Sorry for the video essay title
When you TextChannel:SendAsync() a user message, one of the TextChatMessageStatus Enums that can be returned to you is Enum.TextChatMessageStatus.MessageTooLong. The conditions by which this enum trips are not documented (plz), but it appears to occur with any string:len() > 200.
This leads to an unavoidable UX problem if you want your players to be able to chat in any language up to a 200 character limit. Because it (seemingly) does a raw length check, players who chat in languages that, for example, use Cyrillic characters, have a smaller maximum message size available to them.
This is also not very intuitive. In fact, the default TextChatService Roblox provides out-of-the-box can be used to demonstrate this - because the ChatBar on the unconfigured TextChatService is seemingly doing a codepoint check, but TextChatMessages look at the raw length, english users can never type out a message that exceeds the maximum length:
Below: A gif where I paste in a 200 character message using only english characters and send it. Then, I paste the same message in, delete two characters, and spam my 8 key. The UX is nice here because I can’t keep typing past 200 characters.
Here is the same example but with a paste largely composed of Cyrillic characters. This message is slightly under 100 characters if you utf8:len(msg) but if you take msg:len() it’s slightly under 200, so it sends fine still.
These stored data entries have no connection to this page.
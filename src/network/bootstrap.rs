//! Well-known DHT seed peers.

use crate::network::PeerAddress;

/// Public libp2p bootstrap nodes, used when no seed peers are configured
pub const DEFAULT_BOOTSTRAP_NODES: &[&str] = &[
    "/dnsaddr/bootstrap.libp2p.io/p2p/QmNnooDu7bfjPFoTZYxMNLWUQJyrVwtbZg5gBMjTezGAJN",
    "/dnsaddr/bootstrap.libp2p.io/p2p/QmQCU2EcMqAqQPR2i9bChDtGNJchTbq5TbXJJ16u19uLTa",
    "/dnsaddr/bootstrap.libp2p.io/p2p/QmbLHAnMoJPWSCR5Zhtx6BHJX9KiKNN6tpvbUcqanj75Nb",
    "/dnsaddr/bootstrap.libp2p.io/p2p/QmcZf59bWwK5XFi76CZX8cbJ4BhTzzA3gU1ZjYZcYW3dwt",
    "/ip4/104.131.131.82/tcp/4001/p2p/QmaCpDMGvV2BGHeYERUEnRQAwe3N8SzbUtfsmvsqQLuvuJ",
];

/// Parse seed addresses, skipping (and logging) the ones that do not parse
pub fn parse_bootstrap_nodes<S: AsRef<str>>(nodes: &[S]) -> Vec<PeerAddress> {
    nodes
        .iter()
        .filter_map(|node| match PeerAddress::parse(node.as_ref()) {
            Ok(peer) => Some(peer),
            Err(e) => {
                log::warn!("Ignoring bootstrap node {}: {}", node.as_ref(), e);
                None
            }
        })
        .collect()
}

/// Configured seeds, or the public bootstrap list when none are configured
pub fn bootstrap_peers<S: AsRef<str>>(configured: &[S]) -> Vec<PeerAddress> {
    if configured.is_empty() {
        parse_bootstrap_nodes(DEFAULT_BOOTSTRAP_NODES)
    } else {
        parse_bootstrap_nodes(configured)
    }
}
//! Interfaces the discovery and orchestration core needs from the network.
//!
//! The libp2p node implements both traits; tests substitute in-memory fakes.

use crate::network::{PeerAddress, RendezvousTopic};
use crate::utils::Result;
use async_trait::async_trait;
use futures::io::{AsyncRead, AsyncWrite};
use futures::stream::BoxStream;

/// Distributed rendezvous (DHT) operations
#[async_trait]
pub trait Rendezvous: Send + Sync + 'static {
    /// Join the DHT through the given seed peers
    async fn bootstrap(&self, seeds: &[PeerAddress]) -> Result<()>;

    /// Publish this node's presence under `topic`
    async fn advertise(&self, topic: &RendezvousTopic) -> Result<()>;

    /// Unfiltered, potentially infinite sequence of peers found under `topic`
    async fn find_peers(&self, topic: &RendezvousTopic) -> Result<BoxStream<'static, PeerAddress>>;
}

/// Opens chat streams to remote peers
#[async_trait]
pub trait StreamDialer: Send + Sync + 'static {
    /// Duplex byte stream type produced by this dialer
    type Stream: AsyncRead + AsyncWrite + Send + Unpin + 'static;

    /// Open a duplex stream to `peer` under the chat protocol
    async fn open_stream(&self, peer: &PeerAddress) -> Result<Self::Stream>;
}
However, when I paste the message again and spam some extra characters on the end, the ChatBar allows me to enter them and then rejects the message for length when I press enter.
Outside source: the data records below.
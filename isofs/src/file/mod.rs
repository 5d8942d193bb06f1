//! File reading and extent management

pub mod zisofs;

use crate::directory::record::DirectoryRecord;
use crate::error::{IsoFsError, Result};
use crate::volume::Volume;
use std::io::{Read, Seek};

/// Clamp a request of `len` bytes at `offset` to a file of `file_size` bytes
pub fn clamp_request(file_size: u64, offset: u64, len: usize) -> usize {
    file_size.saturating_sub(offset).min(len as u64) as usize
}

/// Read uncompressed file contents starting at `offset`
///
/// `buffer` is filled up to the end of the file. An image truncated inside
/// the file's extent yields the bytes that are present.
///
/// # Returns
/// Number of bytes read
pub fn read_extent<R: Read + Seek>(
    volume: &Volume<R>,
    record: &DirectoryRecord,
    buffer: &mut [u8],
    offset: u64,
) -> Result<usize> {
    let size = clamp_request(record.data_length as u64, offset, buffer.len());
    if size == 0 {
        return Ok(0);
    }

    let data_size = volume.data_size();
    let mut block = (offset / data_size as u64) as u32;
    let mut shift = (offset % data_size as u64) as usize;
    let mut sector = volume.block_buffer();
    let mut total = 0;

    while total < size {
        let lba = record
            .extent
            .checked_add(block)
            .ok_or_else(|| IsoFsError::corrupt("file extent beyond addressable range"))?;
        let len = volume.read_block(lba, &mut sector)?;
        if len <= shift {
            log::debug!("image ends inside file data at block {lba}");
            break;
        }

        let chunk = (len - shift).min(size - total);
        buffer[total..total + chunk].copy_from_slice(&sector[shift..shift + chunk]);
        total += chunk;
        if len < data_size {
            break;
        }

        // shift is only meaningful for the first block
        shift = 0;
        block += 1;
    }

    Ok(total)
}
Assumedly, this is occuring because the ChatBar capping does something akin to this when a user changes the TextBox by entering a new character:
if utf8.len(utf8.nfcnormalize(TextBox.Text)) > 200 then
--Set the TextBox.Text to the previous string so the user knows they've typed up to the message length limit.
else
--Not at message length limit, store TextBox.Text in the previous string var
end
The above code is, intuitively, the desired way to do something like this, and also how the engineers who worked on the TCS ChatBar (+ probably lots of devs too) seemingly expected chat to behave. However, because TextChatService internally computes its maximum 200 length using a check that doesn’t account for this, it means, as an example, players typing in Cyrillic have less they can put into a message vs English speakers.
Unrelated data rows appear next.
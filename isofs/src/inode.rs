//! Cached inodes and attribute synthesis

use crate::directory::record::{DirectoryRecord, RecordView};
use crate::error::Result;
use crate::extensions::{self, rock_ridge::RockRidge};
use crate::file::zisofs::ZisofsFile;
use crate::types::{mode, FileKind, Stat};
use crate::volume::Volume;
use std::io::{Read, Seek};

/// One resolved path: its directory record plus decoded extensions
///
/// Inodes are immutable once inserted into the cache; only the inode
/// number is assigned at insertion.
#[derive(Debug, Clone)]
pub struct Inode {
    ino: u64,
    record: DirectoryRecord,
    rock_ridge: RockRidge,
    zisofs: Option<ZisofsFile>,
}

impl Inode {
    /// Build an inode from a record read out of a directory block
    pub fn from_record<R: Read + Seek>(volume: &Volume<R>, view: &RecordView<'_>, parse_susp: bool) -> Result<Self> {
        let mut record = view.to_record();
        let rock_ridge = if parse_susp {
            let system_use = view.system_use();
            let system_use = system_use.get(volume.susp().skip()..).unwrap_or(&[]);
            extensions::load(volume, &mut record, system_use)?
        } else {
            RockRidge::default()
        };
        Self::with_extensions(volume, record, rock_ridge)
    }

    /// Build the root inode from the effective descriptor
    ///
    /// With Rock Ridge enabled the "." record of the root directory is
    /// decoded too; its SP entry switches SUSP processing on for the mount.
    pub fn root<R: Read + Seek>(volume: &Volume<R>) -> Result<Self> {
        let mut record = *volume.root();
        if !volume.options().rock_ridge {
            return Self::with_extensions(volume, record, RockRidge::default());
        }

        let mut buffer = volume.block_buffer();
        let len = volume.read_block(record.extent, &mut buffer)?;
        let rock_ridge = match RecordView::parse(&buffer[..len]) {
            Ok(dot) if dot.is_self() => {
                let mut dot_record = dot.to_record();
                let rock_ridge = extensions::load(volume, &mut dot_record, dot.system_use())?;
                if rock_ridge.child_link.is_some() {
                    record = dot_record;
                }
                rock_ridge
            }
            Ok(_) => {
                log::warn!("root directory does not start with a \".\" record");
                RockRidge::default()
            }
            Err(e) => {
                log::warn!("cannot decode root \".\" record: {e}");
                RockRidge::default()
            }
        };
        if volume.susp().is_active() {
            log::debug!("SUSP active, skipping {} bytes per record", volume.susp().skip());
        }
        Self::with_extensions(volume, record, rock_ridge)
    }

    fn with_extensions<R: Read + Seek>(volume: &Volume<R>, record: DirectoryRecord, rock_ridge: RockRidge) -> Result<Self> {
        let zisofs = match &rock_ridge.compression {
            Some(info) if !record.is_directory() => ZisofsFile::load(volume, &record, info)?,
            _ => None,
        };
        Ok(Self {
            ino: 0,
            record,
            rock_ridge,
            zisofs,
        })
    }

    pub(crate) fn assign_ino(&mut self, ino: u64) {
        self.ino = ino;
    }

    /// Inode number
    pub fn ino(&self) -> u64 {
        self.ino
    }

    /// Directory record (after CL relocation)
    pub fn record(&self) -> &DirectoryRecord {
        &self.record
    }

    /// Decoded Rock Ridge entries
    pub fn rock_ridge(&self) -> &RockRidge {
        &self.rock_ridge
    }

    /// zisofs metadata, when the file is really compressed
    pub fn zisofs(&self) -> Option<&ZisofsFile> {
        self.zisofs.as_ref()
    }

    /// Is this a directory according to its record flags?
    pub fn is_directory(&self) -> bool {
        self.record.is_directory()
    }

    /// Symlink target, only for PX-typed symlinks
    pub fn symlink(&self) -> Option<&str> {
        let posix = self.rock_ridge.posix?;
        if posix.mode & mode::S_IFMT != mode::S_IFLNK {
            return None;
        }
        self.rock_ridge.symlink.as_deref()
    }

    /// Logical file size (uncompressed for zisofs files)
    pub fn size(&self) -> u64 {
        match &self.zisofs {
            Some(zf) => zf.uncompressed_size() as u64,
            None => self.record.data_length as u64,
        }
    }

    /// Synthesize the attribute record
    pub fn stat(&self, data_size: usize) -> Stat {
        let (mode, nlink, uid, gid) = match self.rock_ridge.posix {
            Some(px) => (px.mode, px.nlink, px.uid, px.gid),
            None if self.is_directory() => (mode::DEFAULT_DIR, 1, 0, 0),
            None => (mode::DEFAULT_FILE, 1, 0, 0),
        };
        let (atime, mtime, ctime) = match self.rock_ridge.times {
            Some(tf) => (tf.atime, tf.mtime, tf.ctime),
            None => {
                let recorded = self.record.recorded_time();
                (recorded, recorded, recorded)
            }
        };
        let size = self.size();

        Stat {
            ino: self.ino,
            kind: FileKind::from_mode(mode),
            mode,
            nlink,
            uid,
            gid,
            size,
            blocks: size / data_size as u64,
            blksize: data_size as u32,
            atime,
            mtime,
            ctime,
        }
    }
}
if TextBox.Text:len() > 200 then
--What you seemingly need to do to prevent the issue demonstrated above with Cyrillic - intuitively you'd assume utf8.len() would be the correct way to go about checking maximum length, though (and it seems the default ChatBar implementation concurs with this, since it demonstrates the funky behavior).
else
--Not at message length limit, store TextBox.Text in the previous string var
end
Below: Example of the same Cyrillic message / trying to add more onto it, but with the :len() check instead of utf8.len() (using a forked legacy chat with TCS implemented so we can edit the way the ChatBar behaves) This prevents the UX of player messages being nuked, which is good, but players using Cyrillic characters have their message size restricted more than English speakers still, due to the innate limit imposed by TCS when you :SendAsync().
Expected behavior
Ideally, the condition at which TextChatMessageStatus.MessageTooLong occurs should be documented clearly, so devs who make their own ChatBar know to cap a player input by doing an operation like :len() as opposed to utf8.len(). This issue popped up to us because Russian players of our game were typing large dialogues to other players, just to send them and have it delete the entire message and tell the player it was too long. This understandably frustrated the players, and if you use a non-customized ChatBar/use the Out-Of-The-Box Roblox TCS you can’t address this concern, you’d have to
Intuitively / as a developer, you’d expect all languages to be treated equally when it comes to maximum message lengths. It would be great if TextChatService decided if a message was too long via checking codepoint length / some length op that doesn’t change the UX based on what language you are using.